Grand Stade et petits mensonges, l'OL Land pour les nuls

Ce samedi, le Grand Stade de l'OL va enfin ouvrir ses portes. Près de dix ans après son lancement. En cette veille d'inauguration, Lyon Capitale vous propose un retour sur ce qui a longtemps été un projet maudit.

Interrogé pendant la campagne des municipales de 2014, Gérard Collomb, qui n'affiche que très rarement ses doutes en public, admettra avoir eu quelques sueurs froides avec ce projet. Au point d'avoir du mal à trouver le someil en septembre 2012. À cette époque, le projet lancé une poignée d'années auparavant n'a pas vraiment avancé. Freiné par les recours juridiques et des procédures souvent mal montées, l'hypothèse même d'un l'OL Land est menacée. L'OL ne parvient pas à rassurer les banquiers à l'heure d'investir pour construire un stade à 400 millions d'euros. Gérard Collomb et Jean-Michel Aulas sont notamment otages du choix du site. Les premières dissensions dans ce couple "présidentiel" apparaisse. Le patron de l'OL rappelle notamment qu'il n'est pas responsable du choix de s'implanter à Décines. Dans cette commune de l'Est lyonnais, l'arrivée du club de football a cristallisé des mécontentements. Les opposants (l'association Carton Rouge ou le conseiller municipal écologiste Étienne Tête) multiplient les recours et obtiennent quelques victoires symboliques.

Le temps des recours

De 2007 à 2012, c'est le temps pour l'OL Land de l'obstruction juridique. Le Grand Lyon devra ainsi s'y reprendre à trois fois pour faire réviser le Plan local d'urbanisme, un document essentiel qui a permis de rendre le site du Montout constructible. L'une des enquêtes publiques donnera même du baume au cœur aux opposants. Alors qu'il rédige un avis qu'il sait caduque, un commissaire enquêteur rédige un rapport au vitriol. Pour lui, les investissements publics pour l'accessibilité au stade relève "d'une absence quasi-totale d'utilité pour les habitants des communes concernées". Sur la desserte en transports en commun il pointe : "des kilomètres de voirie, des milliers de places de parking et deux stations de tramway financés par l'argent public ne servent que huit jours par an, en temps cumulé, et au seul profit du groupe privé qui exploitera le stade" qui pourraient relever de "l'abus de biens sociaux". Le projet avance alors lentement. Jusqu'à ce que la France se voit confier l'organisation de l'Euro 2016 de football.

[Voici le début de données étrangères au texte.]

//! First-class invariants for Trax.
//!
//! Invariants are logical properties that must hold throughout game execution.
//! They are testable independently and serve as documentation of system guarantees.

/// A logical property that must hold for a given state.
///
/// Invariants express system guarantees that should never be violated.
/// They are checked in debug builds and can be tested independently.
pub trait Invariant<S> {
    /// Checks if the invariant holds for the given state.
    fn holds(state: &S) -> bool;

    /// Human-readable description of the invariant.
    fn description() -> &'static str;
}

/// Violation of an invariant.
#[derive(Debug, Clone, PartialEq, Eq)]
pub struct InvariantViolation {
    /// Description of the violated invariant.
    pub description: String,
}

impl InvariantViolation {
    /// Creates a new invariant violation.
    pub fn new(description: impl Into<String>) -> Self {
        Self {
            description: description.into(),
        }
    }
}

/// A set of invariants that can be checked together.
///
/// Implementations are provided for tuples of two to four invariants.
pub trait InvariantSet<S> {
    /// Checks all invariants in the set.
    ///
    /// Returns Ok(()) if all invariants hold, or Err with a list of
    /// violations if any invariant fails.
    fn check_all(state: &S) -> Result<(), Vec<InvariantViolation>>;
}

fn check<S, I: Invariant<S>>(state: &S, violations: &mut Vec<InvariantViolation>) {
    if !I::holds(state) {
        tracing::warn!(invariant = I::description(), "Invariant violated");
        violations.push(InvariantViolation::new(I::description()));
    }
}

fn finish(violations: Vec<InvariantViolation>) -> Result<(), Vec<InvariantViolation>> {
    if violations.is_empty() {
        Ok(())
    } else {
        Err(violations)
    }
}

impl<S, I1, I2> InvariantSet<S> for (I1, I2)
where
    I1: Invariant<S>,
    I2: Invariant<S>,
{
    fn check_all(state: &S) -> Result<(), Vec<InvariantViolation>> {
        let mut violations = Vec::new();
        check::<S, I1>(state, &mut violations);
        check::<S, I2>(state, &mut violations);
        finish(violations)
    }
}

impl<S, I1, I2, I3> InvariantSet<S> for (I1, I2, I3)
where
    I1: Invariant<S>,
    I2: Invariant<S>,
    I3: Invariant<S>,
{
    fn check_all(state: &S) -> Result<(), Vec<InvariantViolation>> {
        let mut violations = Vec::new();
        check::<S, I1>(state, &mut violations);
        check::<S, I2>(state, &mut violations);
        check::<S, I3>(state, &mut violations);
        finish(violations)
    }
}

impl<S, I1, I2, I3, I4> InvariantSet<S> for (I1, I2, I3, I4)
where
    I1: Invariant<S>,
    I2: Invariant<S>,
    I3: Invariant<S>,
    I4: Invariant<S>,
{
    fn check_all(state: &S) -> Result<(), Vec<InvariantViolation>> {
        let mut violations = Vec::new();
        check::<S, I1>(state, &mut violations);
        check::<S, I2>(state, &mut violations);
        check::<S, I3>(state, &mut violations);
        check::<S, I4>(state, &mut violations);
        finish(violations)
    }
}

pub mod edge_consistency;
pub mod extents;
pub mod monotonic_board;
pub mod settled;

pub use edge_consistency::EdgeConsistencyInvariant;
pub use extents::ExtentsInvariant;
pub use monotonic_board::MonotonicBoardInvariant;
pub use settled::SettledInvariant;

/// All Trax invariants as a composable set.
pub type TraxInvariants = (
    MonotonicBoardInvariant,
    EdgeConsistencyInvariant,
    ExtentsInvariant,
    SettledInvariant,
);

#[cfg(test)]
mod tests {
    use super::*;
    use crate::{Cell, GameConfig, GameInProgress, GameSetup, Tile};

    fn three_moves() -> GameInProgress {
        GameInProgress::replay_notation(GameConfig::standard(), &["@0+", "a0/", "b2\\"])
            .unwrap()
            .into_in_progress()
            .unwrap()
    }

    #[test]
    fn test_invariant_set_holds_for_empty_game() {
        let game = GameSetup::new(GameConfig::standard()).start();
        assert!(TraxInvariants::check_all(&game).is_ok());
    }

    #[test]
    fn test_invariant_set_holds_after_moves() {
        assert!(TraxInvariants::check_all(&three_moves()).is_ok());
    }

    #[test]
    fn test_invariant_set_detects_violations() {
        let mut game = three_moves();
        // A tile no move ever wrote, with a White edge against a Red one.
        game.board.set(Cell::new(-1, 0), Tile::B);

        let violations = TraxInvariants::check_all(&game).unwrap_err();
        assert!(violations.len() >= 2);
    }

    #[test]
    fn test_two_invariants_as_set() {
        type TwoInvariants = (MonotonicBoardInvariant, ExtentsInvariant);
        let game = GameSetup::new(GameConfig::standard()).start();
        assert!(TwoInvariants::check_all(&game).is_ok());
    }
}
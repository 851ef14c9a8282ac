//! Tile geometry: which line crosses which edge, and which tile a cell is
//! forced to hold.
//!
//! These are pure functions of the tiles passed in. Nothing here looks at a
//! board.

use crate::types::{Direction, Piece, Player, Tile};
use tracing::instrument;

/// Tiles around one cell, indexed like [`Direction::ALL`].
pub type Neighbourhood = [Option<Tile>; 4];

/// Whether the tile routes White's line through the given edge.
pub fn faces_white(direction: Direction, tile: Tile) -> bool {
    use Tile::*;
    match direction {
        Direction::North => matches!(tile, A | C | E),
        Direction::East => matches!(tile, B | D | E),
        Direction::South => matches!(tile, A | D | F),
        Direction::West => matches!(tile, B | C | F),
    }
}

/// The player whose line crosses the given edge of the tile.
pub fn facing(direction: Direction, tile: Tile) -> Player {
    if faces_white(direction, tile) {
        Player::White
    } else {
        Player::Red
    }
}

/// The tile that carries `player`'s line through edges `d1` and `d2`.
///
/// # Panics
///
/// Panics when `d1 == d2`; no tile routes a line in and out one edge.
#[instrument]
pub fn forced_tile(player: Player, d1: Direction, d2: Direction) -> Tile {
    use Direction::*;
    let pair = if d1 <= d2 { (d1, d2) } else { (d2, d1) };
    match (player, pair) {
        (Player::White, (North, South)) => Tile::A,
        (Player::White, (East, West)) => Tile::B,
        (Player::White, (North, West)) => Tile::C,
        (Player::White, (East, South)) => Tile::D,
        (Player::White, (North, East)) => Tile::E,
        (Player::White, (South, West)) => Tile::F,
        (Player::Red, (East, West)) => Tile::A,
        (Player::Red, (North, South)) => Tile::B,
        (Player::Red, (East, South)) => Tile::C,
        (Player::Red, (North, West)) => Tile::D,
        (Player::Red, (South, West)) => Tile::E,
        (Player::Red, (North, East)) => Tile::F,
        _ => panic!("no tile routes {player} through {d1} and {d2}"),
    }
}

/// Which player's line enters the centre cell through each edge.
pub fn incoming(neighbours: &Neighbourhood) -> [Option<Player>; 4] {
    Direction::ALL.map(|dir| {
        neighbours[dir.index()].map(|tile| facing(dir.opposite(), tile))
    })
}

/// Orientations a player may choose for an empty cell.
///
/// One neighbour admits every piece. Two neighbours admit exactly two
/// pieces, decided by where the neighbours sit. Any other count is not a
/// placeable cell.
#[instrument]
pub fn placeable_orientations(neighbours: &Neighbourhood) -> Vec<Piece> {
    let occupied: Vec<Direction> = Direction::ALL
        .into_iter()
        .filter(|dir| neighbours[dir.index()].is_some())
        .collect();

    match occupied.as_slice() {
        [_] => Piece::ALL.to_vec(),
        [a, b] if a.opposite() == *b => vec![Piece::Slash, Piece::Backslash],
        [Direction::North, Direction::East] | [Direction::South, Direction::West] => {
            vec![Piece::Straight, Piece::Slash]
        }
        [Direction::North, Direction::West] | [Direction::East, Direction::South] => {
            vec![Piece::Straight, Piece::Backslash]
        }
        _ => Vec::new(),
    }
}

/// Resolves a piece to the tile whose edges agree with every incoming line.
#[instrument]
pub fn resolve(piece: Piece, neighbours: &Neighbourhood) -> Option<Tile> {
    let lines = incoming(neighbours);
    piece.tiles().into_iter().find(|tile| {
        Direction::ALL.into_iter().all(|dir| match lines[dir.index()] {
            Some(player) => facing(dir, *tile) == player,
            None => true,
        })
    })
}

#[cfg(test)]
mod tests {
    use super::*;
    use strum::IntoEnumIterator;

    fn around(entries: &[(Direction, Tile)]) -> Neighbourhood {
        let mut out = [None; 4];
        for (dir, tile) in entries {
            out[dir.index()] = Some(*tile);
        }
        out
    }

    #[test]
    fn test_each_edge_faces_white_on_three_tiles() {
        for dir in Direction::ALL {
            let count = Tile::iter().filter(|t| faces_white(dir, *t)).count();
            assert_eq!(count, 3, "{dir}");
        }
    }

    #[test]
    fn test_forced_tile_routes_player_through_both_edges() {
        for player in Player::ALL {
            for (i, d1) in Direction::ALL.into_iter().enumerate() {
                for d2 in Direction::ALL.into_iter().skip(i + 1) {
                    let tile = forced_tile(player, d1, d2);
                    assert_eq!(facing(d1, tile), player);
                    assert_eq!(facing(d2, tile), player);
                    assert_eq!(forced_tile(player, d2, d1), tile);
                }
            }
        }
    }

    #[test]
    #[should_panic]
    fn test_forced_tile_rejects_single_edge() {
        forced_tile(Player::White, Direction::East, Direction::East);
    }

    #[test]
    fn test_incoming_reads_the_far_edge() {
        // A tile west of the cell presents its east edge.
        let n = around(&[(Direction::West, Tile::B)]);
        assert_eq!(incoming(&n)[Direction::West.index()], Some(Player::White));
        let n = around(&[(Direction::West, Tile::A)]);
        assert_eq!(incoming(&n)[Direction::West.index()], Some(Player::Red));
    }

    #[test]
    fn test_one_neighbour_allows_all_pieces() {
        let n = around(&[(Direction::North, Tile::A)]);
        assert_eq!(placeable_orientations(&n), Piece::ALL.to_vec());
    }

    #[test]
    fn test_two_neighbours_allow_two_pieces() {
        let opposite = around(&[(Direction::North, Tile::A), (Direction::South, Tile::B)]);
        assert_eq!(
            placeable_orientations(&opposite),
            vec![Piece::Slash, Piece::Backslash]
        );

        let north_east = around(&[(Direction::North, Tile::A), (Direction::East, Tile::A)]);
        assert_eq!(
            placeable_orientations(&north_east),
            vec![Piece::Straight, Piece::Slash]
        );

        let south_east = around(&[(Direction::South, Tile::A), (Direction::East, Tile::A)]);
        assert_eq!(
            placeable_orientations(&south_east),
            vec![Piece::Straight, Piece::Backslash]
        );
    }

    #[test]
    fn test_isolated_cell_allows_nothing() {
        assert!(placeable_orientations(&[None; 4]).is_empty());
    }

    #[test]
    fn test_resolve_matches_incoming_colour() {
        // Tile A to the north presents White on its south edge.
        let n = around(&[(Direction::North, Tile::A)]);
        assert_eq!(resolve(Piece::Straight, &n), Some(Tile::A));
        assert_eq!(resolve(Piece::Slash, &n), Some(Tile::C));
        assert_eq!(resolve(Piece::Backslash, &n), Some(Tile::E));
    }

    #[test]
    fn test_resolve_two_neighbours() {
        // White from the north, Red from the east.
        let n = around(&[(Direction::North, Tile::A), (Direction::East, Tile::A)]);
        assert_eq!(resolve(Piece::Straight, &n), Some(Tile::A));
        assert_eq!(resolve(Piece::Slash, &n), Some(Tile::C));
        assert_eq!(resolve(Piece::Backslash, &n), None);
    }
}
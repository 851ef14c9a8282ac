//! Strictly Trax - rule engine for the tile game Trax
//!
//! Two players take turns dropping square tiles on an unbounded grid. Every
//! tile carries one white and one red line, and lines must match across
//! every shared edge. A placement can force further tiles into neighbouring
//! cells; the engine plays those out before the move is accepted.
//!
//! # Architecture
//!
//! - **Board**: sparse growable grid with three coordinate spaces
//! - **Neighbours**: edge colours, forced tiles and piece resolution
//! - **Cascade**: forced-play solver with contradiction detection
//! - **Movegen**: legal moves and move validation
//! - **Connectivity**: per-player line graphs, loops and connections
//! - **Typestate**: setup, in-progress and finished game phases
//!
//! # Example
//!
//! ```
//! use strictly_trax::{GameConfig, GameResult, GameSetup};
//!
//! # fn example() -> Result<(), strictly_trax::TraxError> {
//! let game = GameSetup::new(GameConfig::standard()).start();
//! let GameResult::InProgress(game) = game.play_notation("@0+")? else {
//!     unreachable!("one tile cannot win");
//! };
//! assert_eq!(game.legal_moves().len(), 12);
//! # Ok(())
//! # }
//! # example().unwrap();
//! ```

#![warn(missing_docs)]
#![forbid(unsafe_code)]

// Private module declarations
mod action;
mod board;
mod cascade;
mod config;
mod connectivity;
mod contracts;
mod error;
mod invariants;
mod movegen;
mod neighbours;
mod notation;
mod phases;
mod types;
mod typestate;

// Crate-level exports - Core types
pub use types::{Cell, Direction, Piece, Placement, Player, Tile};

// Crate-level exports - Errors
pub use error::{ConfigError, TraxError, TraxErrorKind};

// Crate-level exports - Configuration
pub use config::{BOUNDED_EXTENT, GameConfig, Variant};

// Crate-level exports - Board and notation
pub use board::{Board, Extents};
pub use notation::{NotationCell, ParsedMove, column_label, parse_column, parse_move};

// Crate-level exports - Rules
pub use cascade::{Cascade, preview, solve};
pub use neighbours::{
    Neighbourhood, faces_white, facing, forced_tile, incoming, placeable_orientations, resolve,
};

// Crate-level exports - Moves
pub use action::{HistoryEntry, Move};
pub use movegen::{
    LegalMove, OPENING_PIECES, candidate_cells, has_any_legal_move, legal_moves, validate,
};

// Crate-level exports - Win detection
pub use connectivity::{
    Axis, MIN_CONNECTION_SPAN, PlayerGraph, Win, WinKind, connection_wins, evaluate, loop_wins,
};

// Crate-level exports - Game phases
pub use phases::Outcome;
pub use typestate::{GameFinished, GameInProgress, GameResult, GameSetup};

// Crate-level exports - Verification
pub use contracts::{CascadeReproduces, Contract, MoveContract};
pub use invariants::{
    EdgeConsistencyInvariant, ExtentsInvariant, Invariant, InvariantSet, InvariantViolation,
    MonotonicBoardInvariant, SettledInvariant, TraxInvariants,
};
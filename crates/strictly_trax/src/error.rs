//! Error types for move validation and board queries.

use crate::types::Cell;
use derive_more::{Display, Error};
use tracing::instrument;

/// What went wrong.
///
/// Every kind is a recoverable validation outcome. Broken internal
/// invariants panic instead of producing one of these.
#[derive(Debug, Clone, PartialEq, Eq, Display)]
pub enum TraxErrorKind {
    /// Input does not match the move grammar.
    #[display("Malformed move notation: {}", _0)]
    MalformedNotation(String),

    /// Target cell is occupied, isolated, or outside the allowed extent.
    #[display("Illegal placement: {}", _0)]
    IllegalPlacement(String),

    /// Forced play from the placement reaches an unsatisfiable cell.
    #[display("Illegal move: forced play contradicts at {}", _0)]
    IllegalCascade(Cell),

    /// A coordinate conversion was attempted before any tile was placed.
    #[display("Board is empty")]
    EmptyBoard,

    /// The cell lies outside the one-cell frame around the placed tiles.
    #[display("Cell {} has no notation on the current board", _0)]
    OutsideFrame(Cell),

    /// The game has already finished.
    #[display("Game is already over")]
    GameOver,

    /// An invariant was violated (postcondition failure).
    #[display("Invariant violation: {}", _0)]
    InvariantViolation(String),
}

/// Engine error with location tracking.
#[derive(Debug, Clone, Display, Error)]
#[display("{} at {}:{}", kind, file, line)]
pub struct TraxError {
    /// Error kind.
    pub kind: TraxErrorKind,
    /// Line number where error occurred.
    pub line: u32,
    /// Source file where error occurred.
    pub file: &'static str,
}

impl TraxError {
    /// Creates a new error with caller location tracking.
    #[track_caller]
    #[instrument]
    pub fn new(kind: TraxErrorKind) -> Self {
        let loc = std::panic::Location::caller();
        Self {
            kind,
            line: loc.line(),
            file: loc.file(),
        }
    }

    /// Returns the error kind.
    pub fn kind(&self) -> &TraxErrorKind {
        &self.kind
    }
}

impl From<TraxErrorKind> for TraxError {
    #[track_caller]
    fn from(kind: TraxErrorKind) -> Self {
        Self::new(kind)
    }
}

/// Configuration error.
#[derive(Debug, Clone, Display, Error)]
#[display("Config error: {} at {}:{}", message, file, line)]
pub struct ConfigError {
    /// Error message.
    pub message: String,
    /// Line number where error occurred.
    pub line: u32,
    /// Source file where error occurred.
    pub file: &'static str,
}

impl ConfigError {
    /// Creates a new configuration error.
    #[track_caller]
    #[instrument(skip(message))]
    pub fn new(message: impl Into<String>) -> Self {
        let loc = std::panic::Location::caller();
        Self {
            message: message.into(),
            line: loc.line(),
            file: loc.file(),
        }
    }
}
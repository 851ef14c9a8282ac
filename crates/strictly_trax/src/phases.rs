//! Game outcome types.

use crate::types::Player;
use serde::{Deserialize, Serialize};

/// Outcome of a finished game.
#[derive(Debug, Clone, Copy, PartialEq, Eq, Hash, Serialize, Deserialize)]
pub enum Outcome {
    /// Player won the game.
    Winner(Player),
    /// No legal move left on a bounded board and nobody has won.
    Draw,
}

impl Outcome {
    /// Returns the winner if there is one.
    pub fn winner(&self) -> Option<Player> {
        match self {
            Outcome::Winner(player) => Some(*player),
            Outcome::Draw => None,
        }
    }

    /// Returns true if the game was a draw.
    pub fn is_draw(&self) -> bool {
        matches!(self, Outcome::Draw)
    }
}

impl std::fmt::Display for Outcome {
    fn fmt(&self, f: &mut std::fmt::Formatter<'_>) -> std::fmt::Result {
        match self {
            Outcome::Winner(player) => write!(f, "{player} wins"),
            Outcome::Draw => write!(f, "Draw"),
        }
    }
}
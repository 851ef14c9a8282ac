//! Extents invariant: tracked bounds match the occupied cells.

use super::Invariant;
use crate::typestate::GameInProgress;

/// Invariant: the incrementally maintained extents equal the bounding box
/// recomputed from scratch.
pub struct ExtentsInvariant;

impl Invariant<GameInProgress> for ExtentsInvariant {
    fn holds(game: &GameInProgress) -> bool {
        game.board.extents() == game.board.recompute_extents()
    }

    fn description() -> &'static str {
        "Tracked extents cover exactly the occupied cells"
    }
}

L'Euro 2016 à la rescousse

"Le facteur déterminant de la réussite du projet, c'est le 28 mai 2010. Le jour où la France se voit attribué l'Euro 2016 de football. L'OL Land se serait fait sans l'organisation de cette compétition, mais cela a donné un grand coup d'accélérateur. Il n'était plus dès lors question d'un projet local, mais de l'image de la France. L'ambiance a changé", nous a confié Gilbert Giorgi, vice-président de l'OL en charge du Grand Stade. Dès lors le projet est soutenu politiquement au niveau national. La déclaration d'intérêt général n'est plus qu'une formalité.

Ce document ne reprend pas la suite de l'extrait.